Chesterton takes on the Eugenicists and discusses the evils of Eugenics in no uncertain terms. His arguments are sound and very reasonable. Chesterton explains that, while the good politician sees poverty as evil and proposes ways to eliminate it, the Eugenicist sees the poor as evil and proposes ways to eliminate them. To the Eugenicist, evils do not consist of ideas, policies or behaviors, they consist of people, and the way to eliminate evil is not to convince people to turn away from them and do good, but rather the Eugenicist seeks to eliminate the people who constitute the evil. Carrying this further, the Eugenicist seeks to destroy things that most decent people would see as goods or rights, such as the right of certain people to prosper, reproduce, and live their lives without harassment. Chesterton extends his criticism, not just to Eugenics, but to other characteristics of what he calls the "scientifically organized state." To Chesterton, Germany was the home of bad ideas about Eugenics and its sister evils. Since this book was written shortly after the First World War, his bashing of Germany along with the evils he denounces would have been welcome by readers in the English speaking world.
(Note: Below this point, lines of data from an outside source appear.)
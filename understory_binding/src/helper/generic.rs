// Copyright 2025 the Understory Authors
// SPDX-License-Identifier: Apache-2.0 OR MIT

//! Multi-listener helper state.

use core::fmt;
use std::sync::{Arc, Weak};

use parking_lot::Mutex;

use super::delivery::{Batch, Delivery};
use super::single::Single;
use crate::listener::{
    AnyListener, ChangeListener, InvalidationListener, ListenerKind, ListenerKinds,
    SubChangeListener, SubInvalidationListener,
};
use crate::observable::{Owner, PeerObservable, PropertyValue};

/// Per-kind listener sequences.
///
/// Each sequence is shared copy-on-write: a delivery in progress holds a clone
/// of the `Arc`, so a mutation made while it runs copies the vector instead of
/// touching what the delivery iterates.
struct Lists<T> {
    invalidation: Arc<Vec<InvalidationListener<T>>>,
    sub_invalidation: Arc<Vec<SubInvalidationListener<T>>>,
    change: Arc<Vec<ChangeListener<T>>>,
    sub_change: Arc<Vec<SubChangeListener<T>>>,
}

impl<T> Lists<T> {
    fn new() -> Self {
        Self {
            invalidation: Arc::default(),
            sub_invalidation: Arc::default(),
            change: Arc::default(),
            sub_change: Arc::default(),
        }
    }

    fn len(&self, kind: ListenerKind) -> usize {
        match kind {
            ListenerKind::Invalidation => self.invalidation.len(),
            ListenerKind::SubInvalidation => self.sub_invalidation.len(),
            ListenerKind::Change => self.change.len(),
            ListenerKind::SubChange => self.sub_change.len(),
        }
    }

    fn total(&self) -> usize {
        ListenerKind::ALL.iter().map(|&kind| self.len(kind)).sum()
    }

    fn kinds(&self) -> ListenerKinds {
        ListenerKind::ALL
            .into_iter()
            .filter(|&kind| self.len(kind) > 0)
            .fold(ListenerKinds::empty(), |kinds, kind| kinds | kind.into_set())
    }

    fn push(&mut self, listener: AnyListener<T>) {
        match listener {
            AnyListener::Invalidation(l) => Arc::make_mut(&mut self.invalidation).push(l),
            AnyListener::SubInvalidation(l) => Arc::make_mut(&mut self.sub_invalidation).push(l),
            AnyListener::Change(l) => Arc::make_mut(&mut self.change).push(l),
            AnyListener::SubChange(l) => Arc::make_mut(&mut self.sub_change).push(l),
        }
    }

    /// Removes the first registration equal to `listener`.
    fn remove(&mut self, listener: &AnyListener<T>) -> bool {
        match listener {
            AnyListener::Invalidation(l) => remove_first(&mut self.invalidation, l),
            AnyListener::SubInvalidation(l) => remove_first(&mut self.sub_invalidation, l),
            AnyListener::Change(l) => remove_first(&mut self.change, l),
            AnyListener::SubChange(l) => remove_first(&mut self.sub_change, l),
        }
    }

    /// Returns the only registered listener, if exactly one remains.
    fn only(&self) -> Option<AnyListener<T>> {
        if self.total() != 1 {
            return None;
        }
        self.invalidation
            .first()
            .map(|l| AnyListener::Invalidation(l.clone()))
            .or_else(|| {
                self.sub_invalidation
                    .first()
                    .map(|l| AnyListener::SubInvalidation(l.clone()))
            })
            .or_else(|| self.change.first().map(|l| AnyListener::Change(l.clone())))
            .or_else(|| {
                self.sub_change
                    .first()
                    .map(|l| AnyListener::SubChange(l.clone()))
            })
    }
}

fn remove_first<L: Clone + PartialEq>(list: &mut Arc<Vec<L>>, listener: &L) -> bool {
    match list.iter().position(|candidate| candidate == listener) {
        Some(index) => {
            Arc::make_mut(list).remove(index);
            true
        }
        None => false,
    }
}

/// What a removal left behind.
pub(crate) enum Removal<T> {
    /// The listener was not registered; the helper is unchanged.
    NotFound(Generic<T>),
    /// The listener was removed and two or more remain.
    Kept(Generic<T>),
    /// The listener was removed and exactly one remains.
    Collapsed(Single<T>),
}

/// A helper holding any number of listeners of any kinds.
///
/// At most one peer listener per kind is registered on the peer. It fans out
/// to whatever listeners of that kind are registered when the peer fires, with
/// the owner as source.
pub struct Generic<T> {
    owner: Owner<T>,
    peer: Option<Arc<dyn PeerObservable<T>>>,
    lists: Arc<Mutex<Lists<T>>>,
    peer_listeners: [Option<AnyListener<T>>; 4],
    current_value: T,
}

impl<T: PropertyValue> Generic<T> {
    pub(crate) fn new(
        owner: Owner<T>,
        peer: Option<Arc<dyn PeerObservable<T>>>,
        current_value: T,
    ) -> Self {
        Self {
            owner,
            peer,
            lists: Arc::new(Mutex::new(Lists::new())),
            peer_listeners: [None, None, None, None],
            current_value,
        }
    }

    /// Returns the number of registered listeners of `kind`.
    #[must_use]
    pub fn len(&self, kind: ListenerKind) -> usize {
        self.lists.lock().len(kind)
    }

    /// Returns the total number of registered listeners.
    #[must_use]
    pub fn total(&self) -> usize {
        self.lists.lock().total()
    }

    /// Returns the kinds that have at least one listener.
    #[must_use]
    pub fn kinds(&self) -> ListenerKinds {
        self.lists.lock().kinds()
    }

    /// Returns the kinds whose fan-out listener is registered on the peer.
    #[must_use]
    pub fn peer_kinds(&self) -> ListenerKinds {
        ListenerKind::ALL
            .into_iter()
            .filter(|kind| self.peer_listeners[kind.index()].is_some())
            .fold(ListenerKinds::empty(), |kinds, kind| kinds | kind.into_set())
    }

    pub(crate) fn peer(&self) -> Option<&Arc<dyn PeerObservable<T>>> {
        self.peer.as_ref()
    }

    pub(crate) fn add(&mut self, listener: AnyListener<T>, current_value: T) {
        let kind = listener.kind();
        let first_of_kind = {
            let mut lists = self.lists.lock();
            lists.push(listener);
            lists.len(kind) == 1
        };
        if first_of_kind {
            if kind.tracks_value() {
                self.current_value = current_value;
            }
            self.ensure_peer_listener(kind);
        }
    }

    pub(crate) fn remove(mut self, listener: &AnyListener<T>) -> Removal<T> {
        let kind = listener.kind();
        let (kind_emptied, only) = {
            let mut lists = self.lists.lock();
            if !lists.remove(listener) {
                drop(lists);
                return Removal::NotFound(self);
            }
            (lists.len(kind) == 0, lists.only())
        };

        // A generic helper holds two or more listeners, so one remains at least.
        match only {
            Some(only) => {
                self.detach_peer();
                tracing::trace!(kind = ?only.kind(), "collapsing generic helper");
                Removal::Collapsed(Single::new(self.owner, self.peer, self.current_value, only))
            }
            None => {
                if kind_emptied {
                    self.release_peer_listener(kind);
                }
                Removal::Kept(self)
            }
        }
    }

    pub(crate) fn validates_value(&self) -> bool {
        let lists = self.lists.lock();
        !lists.change.is_empty() || !lists.sub_change.is_empty()
    }

    pub(crate) fn contains_bidirectional_binding_endpoints(&self) -> bool {
        self.lists
            .lock()
            .change
            .iter()
            .any(ChangeListener::is_bidirectional_marker)
    }

    pub(crate) fn prepare(&mut self, new_value: T, sub_change: bool) -> Delivery<T> {
        let mut delivery = Delivery::new(self.owner.clone(), sub_change);
        let tracks_value = {
            let lists = self.lists.lock();
            if !sub_change {
                delivery.invalidation = Batch::shared(&lists.invalidation);
                delivery.change = Batch::shared(&lists.change);
            }
            delivery.sub_invalidation = Batch::shared(&lists.sub_invalidation);
            delivery.sub_change_listeners = Batch::shared(&lists.sub_change);
            !lists.change.is_empty() || !lists.sub_change.is_empty()
        };
        if tracks_value {
            delivery.track(&mut self.current_value, new_value);
        }
        delivery
    }

    pub(crate) fn replace_peer(&mut self, peer: Option<Arc<dyn PeerObservable<T>>>) -> Delivery<T> {
        self.detach_peer();
        self.peer = peer;
        let kinds = self.kinds();
        for kind in ListenerKind::ALL {
            if kinds.contains(kind.into_set()) {
                self.ensure_peer_listener(kind);
            }
        }
        match self.owner.value() {
            Some(value) => self.prepare(value, false),
            None => Delivery::new(self.owner.clone(), false),
        }
    }

    /// Deregisters every fan-out listener from the peer.
    pub(crate) fn detach_peer(&mut self) {
        for kind in ListenerKind::ALL {
            self.release_peer_listener(kind);
        }
    }

    fn ensure_peer_listener(&mut self, kind: ListenerKind) {
        let Some(peer) = &self.peer else {
            return;
        };
        let slot = &mut self.peer_listeners[kind.index()];
        if slot.is_none() {
            let listener = fan_out(kind, Arc::downgrade(&self.lists), self.owner.clone());
            listener.attach_to(&**peer);
            *slot = Some(listener);
        }
    }

    fn release_peer_listener(&mut self, kind: ListenerKind) {
        if let Some(listener) = self.peer_listeners[kind.index()].take()
            && let Some(peer) = &self.peer
        {
            listener.detach_from(&**peer);
        }
    }
}

impl<T: fmt::Debug> fmt::Debug for Generic<T> {
    fn fmt(&self, f: &mut fmt::Formatter<'_>) -> fmt::Result {
        let lists = self.lists.lock();
        f.debug_struct("Generic")
            .field("invalidation", &lists.invalidation.len())
            .field("sub_invalidation", &lists.sub_invalidation.len())
            .field("change", &lists.change.len())
            .field("sub_change", &lists.sub_change.len())
            .field("has_peer", &self.peer.is_some())
            .field("current_value", &self.current_value)
            .finish_non_exhaustive()
    }
}

/// Builds the peer listener for `kind`.
///
/// The listener snapshots the current sequence of its kind, releases the lock
/// and notifies each listener in turn with the owner as source.
fn fan_out<T: PropertyValue>(
    kind: ListenerKind,
    lists: Weak<Mutex<Lists<T>>>,
    owner: Owner<T>,
) -> AnyListener<T> {
    match kind {
        ListenerKind::Invalidation => InvalidationListener::new(move |_peer| {
            let Some(lists) = lists.upgrade() else {
                return;
            };
            let snapshot = Arc::clone(&lists.lock().invalidation);
            for listener in snapshot.iter() {
                owner.notify(kind, |source| listener.invalidated(source));
            }
        })
        .into(),
        ListenerKind::SubInvalidation => SubInvalidationListener::new(move |_peer, sub_change| {
            let Some(lists) = lists.upgrade() else {
                return;
            };
            let snapshot = Arc::clone(&lists.lock().sub_invalidation);
            for listener in snapshot.iter() {
                owner.notify(kind, |source| listener.invalidated(source, sub_change));
            }
        })
        .into(),
        ListenerKind::Change => ChangeListener::new(move |_peer, old_value: &T, new_value: &T| {
            let Some(lists) = lists.upgrade() else {
                return;
            };
            let snapshot = Arc::clone(&lists.lock().change);
            for listener in snapshot.iter() {
                owner.notify(kind, |source| listener.changed(source, old_value, new_value));
            }
        })
        .into(),
        ListenerKind::SubChange => SubChangeListener::new(
            move |_peer, old_value: &T, new_value: &T, sub_change| {
                let Some(lists) = lists.upgrade() else {
                    return;
                };
                let snapshot = Arc::clone(&lists.lock().sub_change);
                for listener in snapshot.iter() {
                    owner.notify(kind, |source| {
                        listener.changed(source, old_value, new_value, sub_change);
                    });
                }
            },
        )
        .into(),
    }
}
Chesterton's criticism of Eugenics was prescient. While influential Germans advocated Eugenics and the Scientifically Organized State before and during the First World War, it was Hitler and the Nazis who took these bad ideas to their grotesque and logical conclusions through the Holocaust and the Concentration Camp system, which were the evil spawn of Eugenicist thinking. Chesterton wrote this book years before the Nazis came to power, so his warnings were prophetic. After the Second World War, Hitler caused the ideas of Eugenics to fall out of favor in the civilized world, and today one does not hear such ideas uttered aloud anywhere except perhaps among the Alt Right. Still, the whisper of Eugenicist thought can be seen underlying many modern ideas and policies. For example, when a statesman responds to an epidemic in the third world, not by supplying the antibiotics and other supplies that could cure the disease, but by pushing contraceptives in the country, thus curing what the Eugenicist sees as the real problem, that situation is the echo from hell of Eugenicist ideology. Because Eugenics thought is still alive and well in the 21st century, it is so important today that reasonable people read this book and understand the ideas that Chesterton presents.